● Task statement:
There is material below. Print exactly the lines starting at the line with "format_completion_date(result.diet_completion_date)" and ending at the line with "Configuration is loaded", ends included, and no others.

Top of Provided data

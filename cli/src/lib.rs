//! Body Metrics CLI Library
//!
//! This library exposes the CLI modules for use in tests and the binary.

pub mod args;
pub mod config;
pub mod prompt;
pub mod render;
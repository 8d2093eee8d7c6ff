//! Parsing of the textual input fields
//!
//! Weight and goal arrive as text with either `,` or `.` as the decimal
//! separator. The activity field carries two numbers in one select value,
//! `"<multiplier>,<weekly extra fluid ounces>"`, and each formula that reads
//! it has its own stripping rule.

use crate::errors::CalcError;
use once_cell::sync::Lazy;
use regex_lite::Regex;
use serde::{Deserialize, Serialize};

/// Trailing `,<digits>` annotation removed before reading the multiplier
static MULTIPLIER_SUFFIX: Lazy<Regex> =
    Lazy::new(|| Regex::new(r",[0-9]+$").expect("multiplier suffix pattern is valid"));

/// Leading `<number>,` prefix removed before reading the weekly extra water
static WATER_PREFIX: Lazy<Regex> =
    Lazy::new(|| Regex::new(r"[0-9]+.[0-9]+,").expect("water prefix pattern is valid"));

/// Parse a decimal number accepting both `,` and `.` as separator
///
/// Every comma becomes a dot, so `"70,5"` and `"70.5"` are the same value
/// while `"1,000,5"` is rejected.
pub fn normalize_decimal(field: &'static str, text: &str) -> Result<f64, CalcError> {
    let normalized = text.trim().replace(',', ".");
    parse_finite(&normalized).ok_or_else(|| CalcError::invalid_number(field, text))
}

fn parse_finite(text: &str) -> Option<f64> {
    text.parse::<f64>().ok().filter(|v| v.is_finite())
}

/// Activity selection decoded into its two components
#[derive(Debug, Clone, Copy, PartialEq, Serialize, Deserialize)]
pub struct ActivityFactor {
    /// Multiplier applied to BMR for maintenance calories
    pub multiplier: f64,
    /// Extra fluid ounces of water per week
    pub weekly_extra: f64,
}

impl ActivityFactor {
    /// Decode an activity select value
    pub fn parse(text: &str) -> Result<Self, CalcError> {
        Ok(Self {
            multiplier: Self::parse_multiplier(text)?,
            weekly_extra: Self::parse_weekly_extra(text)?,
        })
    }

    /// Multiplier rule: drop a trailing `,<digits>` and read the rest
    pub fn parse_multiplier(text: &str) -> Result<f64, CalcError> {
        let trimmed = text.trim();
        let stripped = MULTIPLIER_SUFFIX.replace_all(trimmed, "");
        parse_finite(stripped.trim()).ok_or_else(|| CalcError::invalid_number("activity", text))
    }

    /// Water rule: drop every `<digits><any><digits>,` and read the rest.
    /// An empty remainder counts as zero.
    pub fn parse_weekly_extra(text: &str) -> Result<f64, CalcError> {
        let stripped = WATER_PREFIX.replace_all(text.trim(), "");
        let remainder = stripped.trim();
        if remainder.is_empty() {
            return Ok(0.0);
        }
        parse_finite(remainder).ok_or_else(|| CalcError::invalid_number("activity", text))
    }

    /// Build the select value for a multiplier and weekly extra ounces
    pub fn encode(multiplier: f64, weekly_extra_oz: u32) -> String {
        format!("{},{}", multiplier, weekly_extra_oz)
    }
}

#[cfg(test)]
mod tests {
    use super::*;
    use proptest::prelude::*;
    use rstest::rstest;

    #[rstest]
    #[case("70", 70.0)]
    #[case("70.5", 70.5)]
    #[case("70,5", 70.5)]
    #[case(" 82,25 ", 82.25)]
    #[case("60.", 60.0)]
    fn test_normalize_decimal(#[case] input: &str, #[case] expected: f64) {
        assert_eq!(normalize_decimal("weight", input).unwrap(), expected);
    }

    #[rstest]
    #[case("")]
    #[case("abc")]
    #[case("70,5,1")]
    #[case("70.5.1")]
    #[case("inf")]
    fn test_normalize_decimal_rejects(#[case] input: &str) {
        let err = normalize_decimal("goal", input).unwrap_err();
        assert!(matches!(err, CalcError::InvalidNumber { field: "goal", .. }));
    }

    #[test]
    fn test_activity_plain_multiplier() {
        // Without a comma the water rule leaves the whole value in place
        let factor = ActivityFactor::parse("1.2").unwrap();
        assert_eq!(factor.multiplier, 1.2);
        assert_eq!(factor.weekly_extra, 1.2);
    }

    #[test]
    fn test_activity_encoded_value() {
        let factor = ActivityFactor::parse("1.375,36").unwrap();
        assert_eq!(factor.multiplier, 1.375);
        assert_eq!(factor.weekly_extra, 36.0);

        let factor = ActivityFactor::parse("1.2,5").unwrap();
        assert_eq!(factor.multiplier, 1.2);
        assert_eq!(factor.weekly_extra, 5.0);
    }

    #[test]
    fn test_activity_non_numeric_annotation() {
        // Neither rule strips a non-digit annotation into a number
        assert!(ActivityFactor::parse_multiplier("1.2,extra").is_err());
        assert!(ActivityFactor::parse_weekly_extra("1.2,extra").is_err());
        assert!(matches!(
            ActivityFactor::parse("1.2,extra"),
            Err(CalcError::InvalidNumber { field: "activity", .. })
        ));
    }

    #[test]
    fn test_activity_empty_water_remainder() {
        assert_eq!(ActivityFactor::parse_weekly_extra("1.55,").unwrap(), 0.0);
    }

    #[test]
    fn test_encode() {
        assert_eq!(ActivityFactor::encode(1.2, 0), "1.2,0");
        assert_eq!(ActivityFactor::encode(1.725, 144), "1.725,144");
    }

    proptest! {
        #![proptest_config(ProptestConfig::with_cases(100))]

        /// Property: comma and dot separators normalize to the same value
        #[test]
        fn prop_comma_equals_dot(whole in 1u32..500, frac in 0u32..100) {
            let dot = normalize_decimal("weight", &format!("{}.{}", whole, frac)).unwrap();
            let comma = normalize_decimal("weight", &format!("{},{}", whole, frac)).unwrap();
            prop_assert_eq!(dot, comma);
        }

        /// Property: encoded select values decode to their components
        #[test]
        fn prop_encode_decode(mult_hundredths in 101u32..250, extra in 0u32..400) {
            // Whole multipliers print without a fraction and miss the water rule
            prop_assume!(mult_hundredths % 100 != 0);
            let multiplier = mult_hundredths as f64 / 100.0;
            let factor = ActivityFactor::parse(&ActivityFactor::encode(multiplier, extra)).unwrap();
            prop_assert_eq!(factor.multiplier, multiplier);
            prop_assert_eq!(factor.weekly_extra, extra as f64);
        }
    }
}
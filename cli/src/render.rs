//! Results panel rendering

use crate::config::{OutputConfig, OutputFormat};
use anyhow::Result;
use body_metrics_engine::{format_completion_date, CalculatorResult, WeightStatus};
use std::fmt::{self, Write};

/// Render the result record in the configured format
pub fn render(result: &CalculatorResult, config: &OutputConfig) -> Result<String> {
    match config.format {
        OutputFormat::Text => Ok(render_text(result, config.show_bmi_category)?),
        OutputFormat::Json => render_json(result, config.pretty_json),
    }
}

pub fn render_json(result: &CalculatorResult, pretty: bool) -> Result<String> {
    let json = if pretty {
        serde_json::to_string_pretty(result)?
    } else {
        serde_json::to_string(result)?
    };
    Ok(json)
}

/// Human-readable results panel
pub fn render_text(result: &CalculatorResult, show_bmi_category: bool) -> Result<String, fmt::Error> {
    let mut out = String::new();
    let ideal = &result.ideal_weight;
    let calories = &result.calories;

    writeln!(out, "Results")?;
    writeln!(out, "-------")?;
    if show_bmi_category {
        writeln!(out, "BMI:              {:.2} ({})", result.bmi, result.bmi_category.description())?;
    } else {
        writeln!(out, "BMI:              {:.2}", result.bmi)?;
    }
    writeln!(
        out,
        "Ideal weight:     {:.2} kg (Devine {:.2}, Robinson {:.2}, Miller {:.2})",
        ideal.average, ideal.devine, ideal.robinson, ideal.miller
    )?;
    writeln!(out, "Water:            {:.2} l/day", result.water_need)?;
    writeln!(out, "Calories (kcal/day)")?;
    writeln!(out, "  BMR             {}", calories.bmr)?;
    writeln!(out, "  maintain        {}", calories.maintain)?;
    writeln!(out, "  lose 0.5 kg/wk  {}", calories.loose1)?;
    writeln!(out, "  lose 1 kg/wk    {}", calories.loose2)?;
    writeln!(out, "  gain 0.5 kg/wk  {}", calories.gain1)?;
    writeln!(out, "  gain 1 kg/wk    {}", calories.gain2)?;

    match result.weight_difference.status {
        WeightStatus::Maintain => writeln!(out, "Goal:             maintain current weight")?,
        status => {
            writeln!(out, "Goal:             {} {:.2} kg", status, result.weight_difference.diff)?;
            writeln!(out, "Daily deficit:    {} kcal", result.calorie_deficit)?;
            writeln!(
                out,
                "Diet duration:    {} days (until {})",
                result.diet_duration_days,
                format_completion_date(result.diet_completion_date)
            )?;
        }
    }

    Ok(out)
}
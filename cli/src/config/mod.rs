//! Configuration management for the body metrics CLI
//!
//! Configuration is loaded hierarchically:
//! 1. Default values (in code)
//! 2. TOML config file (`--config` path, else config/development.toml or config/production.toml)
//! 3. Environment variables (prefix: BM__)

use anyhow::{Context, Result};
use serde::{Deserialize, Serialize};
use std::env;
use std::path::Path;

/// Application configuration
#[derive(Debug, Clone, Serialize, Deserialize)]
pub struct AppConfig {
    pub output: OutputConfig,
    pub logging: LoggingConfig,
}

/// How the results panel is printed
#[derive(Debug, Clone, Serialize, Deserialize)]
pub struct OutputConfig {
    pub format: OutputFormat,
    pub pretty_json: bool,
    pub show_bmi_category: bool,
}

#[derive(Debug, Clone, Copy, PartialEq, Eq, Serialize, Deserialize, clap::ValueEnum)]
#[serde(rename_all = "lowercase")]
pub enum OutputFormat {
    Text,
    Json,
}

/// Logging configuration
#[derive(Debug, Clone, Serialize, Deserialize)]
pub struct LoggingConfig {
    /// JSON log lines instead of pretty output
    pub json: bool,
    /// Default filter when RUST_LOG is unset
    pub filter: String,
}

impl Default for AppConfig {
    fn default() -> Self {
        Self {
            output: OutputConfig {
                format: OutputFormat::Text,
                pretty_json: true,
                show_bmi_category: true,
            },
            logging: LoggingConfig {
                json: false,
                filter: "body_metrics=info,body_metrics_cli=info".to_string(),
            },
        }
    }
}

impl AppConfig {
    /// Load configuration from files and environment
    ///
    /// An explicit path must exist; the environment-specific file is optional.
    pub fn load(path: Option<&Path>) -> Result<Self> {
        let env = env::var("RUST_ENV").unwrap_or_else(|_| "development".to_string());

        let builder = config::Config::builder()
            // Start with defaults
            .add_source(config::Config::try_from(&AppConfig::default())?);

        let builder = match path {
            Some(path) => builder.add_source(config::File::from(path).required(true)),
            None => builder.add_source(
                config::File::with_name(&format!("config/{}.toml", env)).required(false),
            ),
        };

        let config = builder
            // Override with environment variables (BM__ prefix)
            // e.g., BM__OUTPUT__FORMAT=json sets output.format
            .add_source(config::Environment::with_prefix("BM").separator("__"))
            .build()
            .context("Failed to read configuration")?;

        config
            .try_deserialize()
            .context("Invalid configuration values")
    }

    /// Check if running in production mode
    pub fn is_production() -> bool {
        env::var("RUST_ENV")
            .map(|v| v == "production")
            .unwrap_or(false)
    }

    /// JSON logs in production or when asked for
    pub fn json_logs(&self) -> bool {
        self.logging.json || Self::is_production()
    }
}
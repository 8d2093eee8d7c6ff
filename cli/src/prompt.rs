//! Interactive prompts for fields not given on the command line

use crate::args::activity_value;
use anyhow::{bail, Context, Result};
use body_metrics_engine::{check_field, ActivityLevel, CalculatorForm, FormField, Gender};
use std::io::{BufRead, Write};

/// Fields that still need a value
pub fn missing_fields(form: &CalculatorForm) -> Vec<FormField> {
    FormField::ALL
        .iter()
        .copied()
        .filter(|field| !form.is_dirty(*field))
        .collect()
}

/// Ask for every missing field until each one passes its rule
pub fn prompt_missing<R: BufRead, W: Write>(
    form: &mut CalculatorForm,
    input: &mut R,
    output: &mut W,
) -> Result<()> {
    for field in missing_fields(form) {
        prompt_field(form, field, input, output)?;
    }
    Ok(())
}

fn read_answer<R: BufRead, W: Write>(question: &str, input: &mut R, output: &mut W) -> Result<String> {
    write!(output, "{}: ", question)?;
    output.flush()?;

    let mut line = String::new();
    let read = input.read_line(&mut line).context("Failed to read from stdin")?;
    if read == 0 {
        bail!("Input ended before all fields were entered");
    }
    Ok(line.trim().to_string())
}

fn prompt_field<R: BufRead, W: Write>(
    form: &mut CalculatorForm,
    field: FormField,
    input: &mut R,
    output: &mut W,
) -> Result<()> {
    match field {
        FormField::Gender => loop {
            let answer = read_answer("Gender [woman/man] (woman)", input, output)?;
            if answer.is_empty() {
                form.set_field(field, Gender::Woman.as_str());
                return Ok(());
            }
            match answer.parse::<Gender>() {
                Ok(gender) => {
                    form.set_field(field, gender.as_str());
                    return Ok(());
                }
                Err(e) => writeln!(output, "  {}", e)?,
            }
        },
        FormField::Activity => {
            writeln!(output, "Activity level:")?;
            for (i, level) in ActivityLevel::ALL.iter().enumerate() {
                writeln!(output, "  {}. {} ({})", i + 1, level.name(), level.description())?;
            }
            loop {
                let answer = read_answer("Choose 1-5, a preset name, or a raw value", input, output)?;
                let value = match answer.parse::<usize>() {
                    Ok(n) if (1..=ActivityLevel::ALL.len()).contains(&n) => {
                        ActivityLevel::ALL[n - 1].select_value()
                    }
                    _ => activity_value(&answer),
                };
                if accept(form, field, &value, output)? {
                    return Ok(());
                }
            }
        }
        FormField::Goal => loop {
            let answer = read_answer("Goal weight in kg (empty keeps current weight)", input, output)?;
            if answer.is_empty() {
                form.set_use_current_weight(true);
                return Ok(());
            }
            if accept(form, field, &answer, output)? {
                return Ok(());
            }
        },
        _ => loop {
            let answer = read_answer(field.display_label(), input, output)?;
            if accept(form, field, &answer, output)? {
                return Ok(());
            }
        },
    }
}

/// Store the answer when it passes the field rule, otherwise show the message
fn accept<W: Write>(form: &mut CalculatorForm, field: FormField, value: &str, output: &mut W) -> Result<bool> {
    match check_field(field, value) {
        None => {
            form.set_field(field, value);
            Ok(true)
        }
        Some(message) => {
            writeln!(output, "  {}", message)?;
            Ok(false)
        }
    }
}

Bottom of Provided data

● Solution to this problem:
                format_completion_date(result.diet_completion_date)
            )?;
        }
    }

    Ok(out)
}
filename cli/src/config/mod.rs
//! Configuration management for the body metrics CLI
//!
//! Configuration is loaded hierarchically:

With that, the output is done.